| What you are asked to do |
Count the lines below that contain the word "Some" and give only that number.

━━━━━ Extracted material

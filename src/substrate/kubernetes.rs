use super::{Result, Substrate, SubstrateError};
use async_trait::async_trait;
use k8s_openapi::api::apps::v1::Deployment;
use k8s_openapi::api::core::v1::{ConfigMap, Node, Pod, Secret};
use k8s_openapi::NamespaceResourceScope;
use kube::api::{Api, DeleteParams, ListParams, PostParams};
use kube::{Client, Resource, ResourceExt};
use log::info;
use serde::de::DeserializeOwned;
use serde::Serialize;
use std::fmt::Debug;

/// [`Substrate`] backed by the Kubernetes API server.
pub struct KubeSubstrate {
    client: Client,
    namespace: String,
}

impl KubeSubstrate {
    /// Connect using the in-cluster service account or the local kubeconfig.
    pub async fn connect(namespace: &str) -> Result<Self> {
        let client = Client::try_default().await?;
        info!("Connected to Kubernetes, namespace {}", namespace);
        Ok(Self {
            client,
            namespace: namespace.to_string(),
        })
    }

    fn namespaced<K>(&self) -> Api<K>
    where
        K: Resource<Scope = NamespaceResourceScope>,
        <K as Resource>::DynamicType: Default,
    {
        Api::namespaced(self.client.clone(), &self.namespace)
    }

    fn nodes(&self) -> Api<Node> {
        Api::all(self.client.clone())
    }
}

async fn list<K>(api: Api<K>) -> Result<Vec<K>>
where
    K: Resource + Clone + DeserializeOwned + Debug,
{
    Ok(api.list(&ListParams::default()).await?.items)
}

async fn create<K>(api: Api<K>, obj: &K) -> Result<()>
where
    K: Resource + Clone + Serialize + DeserializeOwned + Debug,
{
    api.create(&PostParams::default(), obj).await?;
    Ok(())
}

async fn replace<K>(api: Api<K>, obj: &K) -> Result<()>
where
    K: Resource + Clone + Serialize + DeserializeOwned + Debug,
{
    api.replace(&obj.name_any(), &PostParams::default(), obj).await?;
    Ok(())
}

async fn delete<K>(api: Api<K>, name: &str) -> Result<()>
where
    K: Resource + Clone + DeserializeOwned + Debug,
{
    api.delete(name, &DeleteParams::default()).await?;
    Ok(())
}

async fn get<K>(api: Api<K>, name: &str) -> Result<K>
where
    K: Resource + Clone + DeserializeOwned + Debug,
{
    api.get_opt(name)
        .await?
        .ok_or_else(|| SubstrateError::NotFound(name.to_string()))
}

#[async_trait]
impl Substrate for KubeSubstrate {
    async fn list_deployments(&self) -> Result<Vec<Deployment>> {
        list(self.namespaced()).await
    }

    async fn get_deployment(&self, name: &str) -> Result<Deployment> {
        get(self.namespaced(), name).await
    }

    async fn create_deployment(&self, deployment: &Deployment) -> Result<()> {
        create(self.namespaced(), deployment).await
    }

    async fn replace_deployment(&self, deployment: &Deployment) -> Result<()> {
        replace(self.namespaced(), deployment).await
    }

    async fn delete_deployment(&self, name: &str) -> Result<()> {
        delete::<Deployment>(self.namespaced(), name).await
    }

    async fn list_config_maps(&self) -> Result<Vec<ConfigMap>> {
        list(self.namespaced()).await
    }

    async fn create_config_map(&self, config_map: &ConfigMap) -> Result<()> {
        create(self.namespaced(), config_map).await
    }

    async fn delete_config_map(&self, name: &str) -> Result<()> {
        delete::<ConfigMap>(self.namespaced(), name).await
    }

    async fn list_pods(&self) -> Result<Vec<Pod>> {
        list(self.namespaced()).await
    }

    async fn list_nodes(&self) -> Result<Vec<Node>> {
        list(self.nodes()).await
    }

    async fn get_node(&self, name: &str) -> Result<Node> {
        get(self.nodes(), name).await
    }

    async fn replace_node(&self, node: &Node) -> Result<()> {
        replace(self.nodes(), node).await
    }

    async fn get_secret(&self, name: &str) -> Result<Option<Secret>> {
        let api: Api<Secret> = self.namespaced();
        Ok(api.get_opt(name).await?)
    }

    async fn create_secret(&self, secret: &Secret) -> Result<()> {
        create(self.namespaced(), secret).await
    }

    async fn replace_secret(&self, secret: &Secret) -> Result<()> {
        replace(self.namespaced(), secret).await
    }
}
//! Hash equi-join over two sequences.

use std::collections::{HashMap, VecDeque};
use std::hash::Hash;

#[derive(Debug, PartialEq, Eq)]
pub struct Joined<L, R> {
    pub pairs: Vec<(L, R)>,
    pub left_only: Vec<L>,
    pub right_only: Vec<R>,
}

/// Pair up elements of `lefts` and `rights` whose keys are equal.
///
/// Every element ends up in exactly one output.  Duplicate keys pair up one
/// to one in sequence order, and each output keeps the order of its input.
pub fn hash_join<L, R, K, FL, FR>(
    lefts: impl IntoIterator<Item = L>,
    rights: impl IntoIterator<Item = R>,
    left_key: FL,
    right_key: FR,
) -> Joined<L, R>
where
    K: Eq + Hash,
    FL: Fn(&L) -> K,
    FR: Fn(&R) -> K,
{
    let mut rights: Vec<Option<R>> = rights.into_iter().map(Some).collect();
    let mut index: HashMap<K, VecDeque<usize>> = HashMap::new();
    for (i, right) in rights.iter().enumerate() {
        if let Some(right) = right {
            index.entry(right_key(right)).or_default().push_back(i);
        }
    }

    let mut pairs = Vec::new();
    let mut left_only = Vec::new();
    for left in lefts {
        let matched = index
            .get_mut(&left_key(&left))
            .and_then(VecDeque::pop_front)
            .and_then(|i| rights[i].take());
        match matched {
            Some(right) => pairs.push((left, right)),
            None => left_only.push(left),
        }
    }

    Joined {
        pairs,
        left_only,
        right_only: rights.into_iter().flatten().collect(),
    }
}
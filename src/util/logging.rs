use tracing_subscriber::{fmt, EnvFilter};

/// Filter used when `RUST_LOG` is not set.
const DEFAULT_FILTER: &str = "info,tower_http=debug";

/// Initializes tracing/logging based on environment variables.
///
/// `RUST_LOG` selects what is logged; `LOG_FORMAT=json` switches to one JSON object per line.
pub fn init_tracing() {
    let env_filter =
        EnvFilter::try_from_default_env().unwrap_or_else(|_| EnvFilter::new(DEFAULT_FILTER));

    let subscriber = fmt()
        .with_env_filter(env_filter)
        .with_target(true)
        .with_thread_ids(false);

    if std::env::var("LOG_FORMAT").is_ok_and(|format| format.eq_ignore_ascii_case("json")) {
        subscriber.json().init();
    } else {
        subscriber.init();
    }
}
use axum::{
    Router,
    routing::{get, post},
};
use std::sync::Arc;

use super::handlers;
use super::static_files::static_handler;
use super::state::AppState;

// UI Routes - web interface
pub fn ui_routes() -> Router<Arc<AppState>> {
    Router::new()
        .route("/", get(handlers::ui::index_handler))
        .route("/ask", post(handlers::ui::ask_handler))
        .route("/static/{*path}", get(static_handler))
}

// API Routes - REST API for programmatic access
pub fn api_routes() -> Router<Arc<AppState>> {
    Router::new().nest(
        "/api",
        Router::new()
            .route("/ask", post(handlers::api::ask))
            .route("/status", get(handlers::api::system_status)),
    )
}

━━━━━━━━━━

| Answer for this exercise |
3